═════ Exercise materials ═════

mod diff;
mod geometry;
mod groups;
mod headers;
mod locks;
mod sections;

pub use diff::{
    parse_diff, split_hunk, tokenize, DiffFile, DiffLine, FileStatus, Hunk, HunkHeader, LineKind,
};
pub use geometry::{hunk_contains_hunk, hunk_contains_line};
pub use groups::{
    changed_lines, extract_all_groups, extract_line_groups, GroupKind, LineGroup, LineId, Side,
};
pub use headers::{
    diff_to_hunk_headers, hunk_header_equals, line_ids_to_hunk_headers, order_headers, Action,
};
pub use locks::{get_line_locks, HunkLock, LineLock, Lock};
pub use sections::{
    parse_file_sections, parse_hunk_section, ContentSection, FileSection, HunkSection,
    HunkSectionHeader, Line, LocalFile, SectionType,
};
//! Line-range engine for partial commits and discards of unified-diff hunks.
//!
//! [`hunks`] turns hunk text and a selection of lines into the hunk headers
//! a patch-applying backend understands, and answers containment and lock
//! questions about hunks. [`selection`] builds per-file commit payloads on
//! top of it.

pub mod config;
pub mod hunks;
pub mod logging;
pub mod selection;
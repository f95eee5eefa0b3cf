use super::diff::HunkHeader;
use super::groups::{extract_all_groups, extract_line_groups, GroupKind, LineGroup, LineId};
use serde::{Deserialize, Serialize};
use std::cmp::Ordering;
use std::fmt;
use std::str::FromStr;

/// What the generated headers will be used for on the backend.
#[derive(Debug, Clone, Copy, Default, PartialEq, Eq, Serialize, Deserialize)]
#[serde(rename_all = "lowercase")]
pub enum Action {
    /// Revert the lines in the working tree. The untouched side keeps the
    /// whole range of the parent hunk.
    Discard,
    /// Take the lines into a commit. The untouched side is zeroed.
    #[default]
    Commit,
}

impl fmt::Display for Action {
    fn fmt(&self, f: &mut fmt::Formatter<'_>) -> fmt::Result {
        match self {
            Action::Discard => write!(f, "discard"),
            Action::Commit => write!(f, "commit"),
        }
    }
}

impl FromStr for Action {
    type Err = anyhow::Error;

    fn from_str(s: &str) -> Result<Self, Self::Err> {
        match s {
            "discard" => Ok(Action::Discard),
            "commit" => Ok(Action::Commit),
            other => anyhow::bail!("unknown action {other:?}, expected commit or discard"),
        }
    }
}

/// Header for one group: the group's own side covers exactly its lines, the
/// other side follows `action`.
fn group_header(group: &LineGroup, parent: HunkHeader, action: Action) -> Option<HunkHeader> {
    let first = group.lines.first()?;
    let count = u32::try_from(group.lines.len()).unwrap_or(u32::MAX);

    let header = match (group.kind, action) {
        (GroupKind::Removed, Action::Discard) => {
            HunkHeader::new(first.old_line?, count, parent.new_start, parent.new_lines)
        }
        (GroupKind::Removed, Action::Commit) => HunkHeader::new(first.old_line?, count, 0, 0),
        (GroupKind::Added, Action::Discard) => {
            HunkHeader::new(parent.old_start, parent.old_lines, first.new_line?, count)
        }
        (GroupKind::Added, Action::Commit) => HunkHeader::new(0, 0, first.new_line?, count),
    };
    Some(header)
}

fn groups_to_headers(groups: &[LineGroup], parent: HunkHeader, action: Action) -> Vec<HunkHeader> {
    groups
        .iter()
        .filter_map(|group| group_header(group, parent, action))
        .collect()
}

/// Headers that describe exactly the selected lines of one hunk.
///
/// One header is produced per contiguous run of selected lines, in diff
/// order, whatever the order of `line_ids`.
pub fn line_ids_to_hunk_headers(line_ids: &[LineId], diff: &str, action: Action) -> Vec<HunkHeader> {
    if line_ids.is_empty() {
        return Vec::new();
    }
    let (groups, parent) = extract_line_groups(line_ids, diff);
    groups_to_headers(&groups, parent, action)
}

/// Headers for every change in a hunk: one per removed run and one per
/// added run.
pub fn diff_to_hunk_headers(diff: &str, action: Action) -> Vec<HunkHeader> {
    let (groups, parent) = extract_all_groups(diff);
    groups_to_headers(&groups, parent, action)
}

/// Position used to interleave headers: the new start, or the old start when
/// the new side is zeroed.
fn sort_key(header: &HunkHeader) -> u32 {
    if header.new_start != 0 {
        header.new_start
    } else {
        header.old_start
    }
}

/// Comparator for `sort_by`. Being a stable sort, headers with the same
/// position keep their input order.
pub fn order_headers(a: &HunkHeader, b: &HunkHeader) -> Ordering {
    sort_key(a).cmp(&sort_key(b))
}

pub fn hunk_header_equals(a: &HunkHeader, b: &HunkHeader) -> bool {
    a == b
}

═════

Look above for the line holding "pub fn diff_to_hunk_headers(diff: &str, action: Action)" and the line holding "their input order.". Retype both, and every line between them, word for word and nothing else.

pub fn diff_to_hunk_headers(diff: &str, action: Action) -> Vec<HunkHeader> {
    let (groups, parent) = extract_all_groups(diff);
    groups_to_headers(&groups, parent, action)
}

/// Position used to interleave headers: the new start, or the old start when
/// the new side is zeroed.
fn sort_key(header: &HunkHeader) -> u32 {
    if header.new_start != 0 {
        header.new_start
    } else {
        header.old_start
    }
}

/// Comparator for `sort_by`. Being a stable sort, headers with the same
/// position keep their input order.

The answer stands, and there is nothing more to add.